That is why our services are built around resilience: 24/7 Security Operations Centre, penetration testing, disaster recovery, business continuity planning, managed backups, incident response, free vulnerability audits, and managed AWS & cloud hosting. These are not extras. They are practical tools that help our clients stay protected and recover quickly, and all are supported by a direct 24/7 helpline to a craftsman who already knows your infrastructure and setup. No frustrating automated calls when you need help, regardless of the time.
Trust, verified
Trust should also be independently verified. That is why we hold ISO 27001, Cyber Essentials Plus accreditations, and FSQS verification. For financial services firms and EU-facing businesses, that matters because FSQS supports DORA compliance and reduces supply-chain risk.
Our private cloud hosting also keeps client data under UK and EU jurisdiction, making it GDPR compliant, and out of reach of the US Cloud Act. It matters for businesses that want confidence not only in security, but in sovereignty, compliance, and legal clarity.
What a real partner looks like
A real technology partner is not just there to deliver a project and disappear. They stay close enough to understand your environment, your risks, and your priorities. They act in your long-term interest, not just their own short-term revenue. That is the difference between a supplier and a steward. It is also why ethics matters so much in technology partnerships. Businesses do not just need software, hosting, or security controls. They need people they can trust to stand beside them when it counts.
It is what we have built our business model around. Not quick wins. Not empty promises. Just steady, long-term partnerships, backed by real capability and independently verified trust. It’s why our clients have been with us for years, many for over two decades. We’ve been with them from start-ups to the huge successes they have become, employing thousands.
And we are still by their side, their trusted partner. That’s truly what ethics means in technology today.
FAQ
What does ethics in technology mean?
Ethics in technology means operating with honesty, accountability, and long-term responsibility. It is about more than compliance; it is about doing what is right for clients.
Why is trust so important in technology partnerships?

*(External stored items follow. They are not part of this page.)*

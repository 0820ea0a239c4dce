use std::collections::BTreeMap;
use std::fs;
use std::path::Path;

use log::debug;
use serde::{Deserialize, Serialize};

use crate::error::LoadError;

pub const DEBUG_INFO_VERSION: u32 = 1;

fn default_version() -> u32 {
    DEBUG_INFO_VERSION
}

///
/// Label and source-line records produced by the assembler and consumed
/// read-only by the debugger.
///
/// Serialized as `{"version": 1, "symbols": {label: addr}, "lines": {addr:
/// [line, text]}}`. Unknown fields are ignored and a missing `version` reads
/// as 1.
///
#[derive(Debug, Clone, Default, PartialEq, Eq, Serialize, Deserialize)]
pub struct DebugInfo {
    #[serde(default = "default_version")]
    pub version: u32,
    #[serde(default)]
    pub symbols: BTreeMap<String, u16>,
    #[serde(default)]
    pub lines: BTreeMap<u16, (usize, String)>,
}

impl DebugInfo {
    pub fn new() -> DebugInfo {
        DebugInfo {
            version: DEBUG_INFO_VERSION,
            symbols: BTreeMap::new(),
            lines: BTreeMap::new(),
        }
    }

    pub fn from_json(text: &str) -> Result<DebugInfo, LoadError> {
        Ok(serde_json::from_str(text)?)
    }

    pub fn to_json(&self) -> Result<String, LoadError> {
        Ok(serde_json::to_string_pretty(self)?)
    }

    pub fn load<P: AsRef<Path>>(path: P) -> Result<DebugInfo, LoadError> {
        debug!("Loading debug info from {:?}", path.as_ref());
        let text = fs::read_to_string(path)?;
        DebugInfo::from_json(&text)
    }

    pub fn symbol(&self, name: &str) -> Option<u16> {
        self.symbols.get(name).copied()
    }

    pub fn line_at(&self, addr: u16) -> Option<&(usize, String)> {
        self.lines.get(&addr)
    }

    ///
    /// Finds the address whose recorded source line number is `line`.
    ///
    pub fn address_of_line(&self, line: usize) -> Option<u16> {
        self.lines
            .iter()
            .find(|(_, (num, _))| *num == line)
            .map(|(addr, _)| *addr)
    }
}

#[cfg(test)]
mod symbols_tests {
    use super::*;

    fn sample() -> DebugInfo {
        let mut info = DebugInfo::new();
        info.symbols.insert("foo".to_string(), 0x1050);
        info.lines.insert(0x0000, (3, "ldaa #$01".to_string()));
        info.lines.insert(0x0002, (4, "foo2: tab".to_string()));
        info
    }

    #[test]
    fn lookups() {
        let info = sample();
        assert_eq!(info.symbol("foo"), Some(0x1050));
        assert_eq!(info.symbol("bar"), None);
        assert_eq!(info.address_of_line(4), Some(0x0002));
        assert_eq!(info.address_of_line(5), None);
        assert_eq!(info.line_at(0x0000).map(|l| l.0), Some(3));
    }

    #[test]
    fn json_shape() {
        let info = sample();
        let text = info.to_json().unwrap();
        let value: serde_json::Value = serde_json::from_str(&text).unwrap();
        assert_eq!(value["version"], 1);
        assert_eq!(value["symbols"]["foo"], 0x1050);
        assert_eq!(value["lines"]["2"][0], 4);
        assert_eq!(value["lines"]["2"][1], "foo2: tab");
    }

    #[test]
    fn tolerant_parse() {
        let text = r#"{"symbols": {"a": 16}, "lines": {"16": [1, "a: tab"]}, "extra": true}"#;
        let info = DebugInfo::from_json(text).unwrap();
        assert_eq!(info.version, 1);
        assert_eq!(info.symbol("a"), Some(16));
        assert_eq!(info.address_of_line(1), Some(16));
    }

    #[test]
    fn malformed_json_is_reported() {
        assert!(matches!(
            DebugInfo::from_json("{\"symbols\": 3"),
            Err(LoadError::Json(_))
        ));
    }
}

Because technology partners hold your data, infrastructure, and continuity. If they do not share your values or act in your long-term interests, your business risks being in the hands of people who do not care about your long-term growth.
Why was Digital Craftsmen named after software craftsmanship?
Our name was inspired by Peter McBreen’s Software Craftsmanship: The New Imperative. It reflects our belief that quality, care, and trust are built through skill and long-term commitment, not mass-production thinking.
What does the NCSC expect from SMEs?
The NCSC expects SMEs to build resilience, not just prevention. That means planning for detection, response, recovery, and learning after a cyber incident.
Why does FSQS matter?
FSQS is important because it helps validate suppliers for financial services and supports DORA-aligned compliance for EU-facing businesses.
Finally
If you are looking for a technology partner that values ethics, trust, and long-term stewardship, talk to Digital Craftsmen.
Talk to us today | Call: 020 3745 7706 | Email: [email protected]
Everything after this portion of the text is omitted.